Intelligent design is the belief that Darwin's mechanism of natural selection inadequately explains the origins of different life forms. It argues that natural selection fails to fully explain how extremely varied and complex life forms emerged during the past 600 million years. It concludes that guidance from some external intelligence that many interpret as God must be involved.
With Idaho now in the debate, disputes over evolution are unfolding in at least 19 states. In August, President Bush weighed in, saying he thought people should be taught about different ideas including intelligent design.
Officials at the National Center for Science Education say White is likely the first U.S. university president to come out with an official position. The center advocates against incorporating theories such as intelligent design into science curricula on grounds they introduce religion into the subject matter.
"Departments have issued statements, and scientific groups have issued statements," said Glenn Branch, the Oakland, Calif.-based center's deputy director. "But I can't think of a university president who's issued a statement like this."
White wrote that national media attention on the issue prompted the letter.
"This (evolution) is the only curriculum that is appropriate to be taught in our biophysical sciences," he wrote. "Teaching of views that differ from evolution may occur in faculty-approved curricula in religion, sociology, philosophy, political science or similar courses. However, teaching of such views is inappropriate in our life, earth, and physical science courses."
Harold Gibson, a school spokesman, said the views of Minnich, a tenured professor in the school's College of Agriculture, didn't prompt the letter.
Rather, White was staking out a position on an issue that's emerged as a successor to "creationism" after that Biblical explanation was barred from the nation's schoolhouses in 1987 by the U.S. Supreme Court.

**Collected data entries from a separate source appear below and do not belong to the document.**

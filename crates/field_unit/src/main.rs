//! Field unit binary: runs the dispatch loop against a live backend and lets
//! the operator drive rides from the console.

mod console;
mod logging;

use std::path::PathBuf;
use std::thread;
use std::time::{Duration, Instant};

use anyhow::{Context, Result};
use bevy_ecs::prelude::World;
use clap::Parser;
use field_core::backend::HttpBackend;
use field_core::command::{PendingCommands, HELP_TEXT};
use field_core::config::FieldUnitConfig;
use field_core::ecs::VehicleId;
use field_core::runner::{build_field_unit, field_schedule, initialize_field_unit, run_tick};
use field_core::telemetry::OperatorNotices;

use crate::console::Console;
use crate::logging::init_logging;

#[derive(Parser, Debug)]
#[command(name = "field_unit", about = "Ride dispatch field unit")]
struct Cli {
    /// JSON config file; defaults apply when omitted
    #[arg(long, env = "FIELD_UNIT_CONFIG")]
    config: Option<PathBuf>,
    /// Backend base URL including the API prefix
    #[arg(long, env = "FIELD_UNIT_BACKEND_URL")]
    backend_url: Option<String>,
    #[arg(long, env = "FIELD_UNIT_VEHICLE_ID")]
    vehicle_id: Option<String>,
    /// Host tick period in milliseconds
    #[arg(long)]
    tick_ms: Option<u64>,
}

impl Cli {
    fn load_config(&self) -> Result<FieldUnitConfig> {
        let mut config = match &self.config {
            Some(path) => FieldUnitConfig::from_json_file(path)
                .with_context(|| format!("loading config from {}", path.display()))?,
            None => FieldUnitConfig::default(),
        };
        if let Some(url) = &self.backend_url {
            config.backend.base_url = url.clone();
        }
        if let Some(id) = &self.vehicle_id {
            config.vehicle.vehicle_id = VehicleId(id.clone());
        }
        if let Some(tick_ms) = self.tick_ms {
            config.tick_ms = tick_ms;
        }
        config.validate().context("invalid configuration")?;
        Ok(config)
    }
}

fn print_notices(world: &mut World) {
    for notice in world.resource_mut::<OperatorNotices>().drain() {
        println!("{notice}");
    }
}

fn main() -> Result<()> {
    init_logging();
    let cli = Cli::parse();
    let config = cli.load_config()?;

    let backend = HttpBackend::new(&config.backend).context("building backend client")?;
    log::info!(
        "field unit {} starting against {}",
        config.vehicle.vehicle_id,
        config.backend.base_url
    );

    let mut world = World::new();
    build_field_unit(&mut world, &config, Box::new(backend));
    if let Err(err) = initialize_field_unit(&mut world) {
        log::warn!("continuing unregistered: {err}");
    }
    print_notices(&mut world);
    println!("{HELP_TEXT}");

    let console = Console::spawn().context("starting console")?;
    let mut schedule = field_schedule();
    let tick = Duration::from_millis(config.tick_ms);
    let mut last = Instant::now();

    loop {
        {
            let mut pending = world.resource_mut::<PendingCommands>();
            for command in console.drain() {
                pending.push(command);
            }
        }

        let now = Instant::now();
        let elapsed_ms = now.duration_since(last).as_millis() as u64;
        last = now;
        run_tick(&mut world, &mut schedule, elapsed_ms);
        print_notices(&mut world);

        thread::sleep(tick);
    }
}
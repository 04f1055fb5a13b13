//! Operator commands and the status report.

use std::collections::VecDeque;
use std::fmt;

use bevy_ecs::prelude::Resource;

use crate::ecs::{RideId, VehicleId};
use crate::geo::{bearing_deg, compass_point, distance_m, Coordinate};
use crate::ride::{RideContext, RidePhase};

pub const HELP_TEXT: &str = "commands: ACCEPT, REJECT, PICKUP, COMPLETE, STATUS, HELP";

#[derive(Debug, Clone, Copy, PartialEq, Eq)]
pub enum Command {
    Accept,
    Reject,
    Pickup,
    Complete,
    Status,
    Help,
}

impl Command {
    /// Parses one console line. Case-insensitive; unknown input yields `None`.
    pub fn parse(line: &str) -> Option<Self> {
        match line.trim().to_ascii_uppercase().as_str() {
            "ACCEPT" => Some(Command::Accept),
            "REJECT" => Some(Command::Reject),
            "PICKUP" => Some(Command::Pickup),
            "COMPLETE" => Some(Command::Complete),
            "STATUS" => Some(Command::Status),
            "HELP" => Some(Command::Help),
            _ => None,
        }
    }
}

/// Commands queued by the console, consumed one per tick.
#[derive(Debug, Default, Resource)]
pub struct PendingCommands(pub VecDeque<Command>);

impl PendingCommands {
    pub fn push(&mut self, command: Command) {
        self.0.push_back(command);
    }

    pub fn pop(&mut self) -> Option<Command> {
        self.0.pop_front()
    }

    pub fn is_empty(&self) -> bool {
        self.0.is_empty()
    }
}

/// Points the operator can expect if the ride were completed here.
pub fn drop_points_estimate(distance_m: f64) -> &'static str {
    if distance_m <= 50.0 {
        "8-10"
    } else if distance_m <= 100.0 {
        "5-8"
    } else {
        "Review"
    }
}

#[derive(Debug, Clone, PartialEq)]
pub struct TargetReport {
    pub name: &'static str,
    pub distance_m: f64,
    pub heading: &'static str,
    pub drop_estimate: Option<&'static str>,
}

#[derive(Debug, Clone, PartialEq)]
pub struct StatusReport {
    pub vehicle: VehicleId,
    pub position: Coordinate,
    pub points: u32,
    pub phase: RidePhase,
    pub ride_id: Option<RideId>,
    pub target: Option<TargetReport>,
    pub rides_completed: usize,
}

impl StatusReport {
    pub fn capture(
        vehicle: VehicleId,
        position: Coordinate,
        points: u32,
        ride: &RideContext,
        rides_completed: usize,
    ) -> Self {
        let phase = ride.phase();
        let target = ride.target().map(|wp| {
            let distance = distance_m(position, wp.position);
            TargetReport {
                name: wp.name,
                distance_m: distance,
                heading: compass_point(bearing_deg(position, wp.position)),
                drop_estimate: (phase == RidePhase::ToDestination).then(|| drop_points_estimate(distance)),
            }
        });
        Self {
            vehicle,
            position,
            points,
            phase,
            ride_id: ride.ride_id().cloned(),
            target,
            rides_completed,
        }
    }
}

impl fmt::Display for StatusReport {
    fn fmt(&self, f: &mut fmt::Formatter<'_>) -> fmt::Result {
        write!(
            f,
            "{} at {} | {} points | {} rides | {}",
            self.vehicle, self.position, self.points, self.rides_completed, self.phase
        )?;
        if let Some(id) = &self.ride_id {
            write!(f, " ride {id}")?;
        }
        if let Some(target) = &self.target {
            write!(
                f,
                " -> {} {:.0} m {}",
                target.name, target.distance_m, target.heading
            )?;
            if let Some(estimate) = target.drop_estimate {
                write!(f, " (drop est. {estimate} points)")?;
            }
        }
        Ok(())
    }
}
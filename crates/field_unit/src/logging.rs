use env_logger::{Builder, Env};

const DEFAULT_FILTER: &str = "info";

fn builder(env: Env<'_>) -> Builder {
    let mut builder = Builder::from_env(env.default_filter_or(DEFAULT_FILTER));
    builder.format_timestamp_secs().format_module_path(false);
    builder
}

/// Initialises `env_logger`, honouring `RUST_LOG` and defaulting to `info`.
pub fn init_logging() {
    builder(Env::default()).init();
}
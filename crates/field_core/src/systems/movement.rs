//! Movement system: drives the simulated vehicle toward the current target.
//!
//! The vehicle only moves while a ride is active. Each permitted step covers
//! `speed * elapsed` metres, with `elapsed` at most one step interval and the
//! distance capped at the remaining distance. Reaching the
//! arrival radius is announced once per ride and phase.

use bevy_ecs::prelude::{Res, ResMut, Resource};

use crate::clock::{CallSite, CallThrottle, FieldClock, ONE_SEC_MS};
use crate::config::{MotionConfig, PollingConfig};
use crate::ecs::{RideId, VehicleState};
use crate::geo::{advance, distance_m, kmh_to_mps};
use crate::ride::{RideContext, RidePhase};
use crate::telemetry::{Notice, OperatorNotices};

/// Remembers which leg the arrival notice was already given for.
#[derive(Debug, Default, Resource)]
pub struct Navigation {
    announced: Option<(RideId, RidePhase)>,
}

impl Navigation {
    /// Returns `true` the first time a given leg is announced.
    pub fn announce(&mut self, ride: &RideId, phase: RidePhase) -> bool {
        if matches!(&self.announced, Some((id, p)) if id == ride && *p == phase) {
            return false;
        }
        self.announced = Some((ride.clone(), phase));
        true
    }
}

#[allow(clippy::too_many_arguments)]
pub fn movement_system(
    clock: Res<FieldClock>,
    mut throttle: ResMut<CallThrottle>,
    polling: Res<PollingConfig>,
    motion: Res<MotionConfig>,
    mut vehicle: ResMut<VehicleState>,
    ride: Res<RideContext>,
    mut navigation: ResMut<Navigation>,
    mut notices: ResMut<OperatorNotices>,
) {
    let Some(active) = ride.ride() else {
        return;
    };
    if !active.phase().is_active() {
        return;
    }
    let site = CallSite::MovementStep;
    let step_ms = polling.interval_ms(site);
    let Some(elapsed_ms) = throttle.try_acquire(site, clock.now(), step_ms) else {
        return;
    };
    // The last step may belong to an earlier ride; never cover the idle gap.
    let elapsed_ms = elapsed_ms.min(step_ms);

    let target = *active.target();
    if distance_m(vehicle.position, target.position) > motion.arrival_epsilon_m {
        let elapsed_secs = elapsed_ms as f64 / ONE_SEC_MS as f64;
        vehicle.position = advance(
            vehicle.position,
            target.position,
            kmh_to_mps(motion.speed_kmh),
            elapsed_secs,
        );
    }

    let remaining = distance_m(vehicle.position, target.position);
    log::trace!("{} m to {}", remaining.round(), target.name);
    if remaining <= motion.arrival_epsilon_m && navigation.announce(&active.id, active.phase()) {
        log::info!("arrived at {} for ride {}", target.name, active.id);
        notices.push(Notice::Arrived {
            phase: active.phase(),
            waypoint: target.name,
        });
    }
}
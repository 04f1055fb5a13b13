//! Dispatch backend abstraction.
//!
//! The unit talks to the dispatcher through [`DispatchBackend`]. The HTTP
//! implementation lives in [`http`]; tests use the scripted double in
//! `test_helpers`. The backend is stored as a boxed ECS resource, constructed
//! once at startup.

pub mod error;
pub mod http;
pub mod registry;
mod wire;

use bevy_ecs::prelude::Resource;
use serde::{Deserialize, Serialize};

pub use error::BackendError;
pub use http::HttpBackend;
pub use registry::{Assignment, RegistryError, RemoteRide, RemoteStatus, RideRegistry};

use crate::config::VehicleProfile;
use crate::ecs::{RideId, VehicleId};
use crate::geo::Coordinate;

/// A ride proposed to this vehicle.
#[derive(Debug, Clone, PartialEq, Serialize, Deserialize)]
pub struct RideOffer {
    #[serde(rename = "rideID")]
    pub ride_id: RideId,
    #[serde(rename = "pickupBlock", default)]
    pub pickup: String,
    #[serde(default)]
    pub destination: String,
    /// Trip length as quoted by the dispatcher, in kilometres.
    #[serde(
        rename = "distance",
        default,
        deserialize_with = "wire::lenient_f64",
        skip_serializing_if = "Option::is_none"
    )]
    pub distance_km: Option<f64>,
}

impl RideOffer {
    pub fn new(ride_id: impl Into<RideId>, pickup: &str, destination: &str) -> Self {
        Self {
            ride_id: ride_id.into(),
            pickup: pickup.to_string(),
            destination: destination.to_string(),
            distance_km: None,
        }
    }

    /// Points the operator can expect, as shown with the offer.
    pub fn points_estimate(&self) -> &'static str {
        match self.distance_km {
            Some(km) if km <= 2.0 => "10",
            Some(km) if km <= 5.0 => "8-10",
            _ => "5-10",
        }
    }
}

/// Backend verdict on a local accept.
#[derive(Debug, Clone, Copy, PartialEq, Eq)]
pub enum AcceptOutcome {
    Granted,
    /// Another vehicle claimed the ride first.
    Taken,
}

/// What the backend returns for a drop-off.
#[derive(Debug, Clone, PartialEq)]
pub struct CompletionReceipt {
    pub points: u32,
    /// Distance between the reported drop and the requested destination.
    pub drop_distance_m: Option<f64>,
    /// The drop was accepted but flagged for manual review.
    pub pending_review: bool,
}

/// Synchronous request/response view of the dispatcher.
pub trait DispatchBackend: Send + Sync {
    fn register(&self, profile: &VehicleProfile, position: Coordinate) -> Result<(), BackendError>;

    fn pending_offers(&self, vehicle: &VehicleId) -> Result<Vec<RideOffer>, BackendError>;

    fn accept(&self, ride: &RideId, vehicle: &VehicleId) -> Result<AcceptOutcome, BackendError>;

    fn confirm_pickup(&self, ride: &RideId) -> Result<(), BackendError>;

    fn complete(&self, ride: &RideId, drop: Coordinate) -> Result<CompletionReceipt, BackendError>;

    fn ride_registry(&self) -> Result<RideRegistry, BackendError>;

    fn push_location(&self, vehicle: &VehicleId, position: Coordinate) -> Result<(), BackendError>;
}

/// ECS resource wrapping a boxed backend.
#[derive(Resource)]
pub struct BackendResource(pub Box<dyn DispatchBackend>);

Minnich didn't return Associated Press calls for comment.
But members of the Discovery Institute founded in 1990 by Bruce Chapman, a former U.S. ambassador to the United Nations Organizations in Vienna under President Reagan lambasted White's edict as an intrusion into the academic freedom of Idaho professors.
John West, the associate director of the institute's Center for Science and Culture, said White's move restricting science curricula to discussions of evolution broadly restricts teaching anything that contradicts Darwin's ideas on the role of mutation and natural selection in the development of life even by scientists not advocating intelligent design.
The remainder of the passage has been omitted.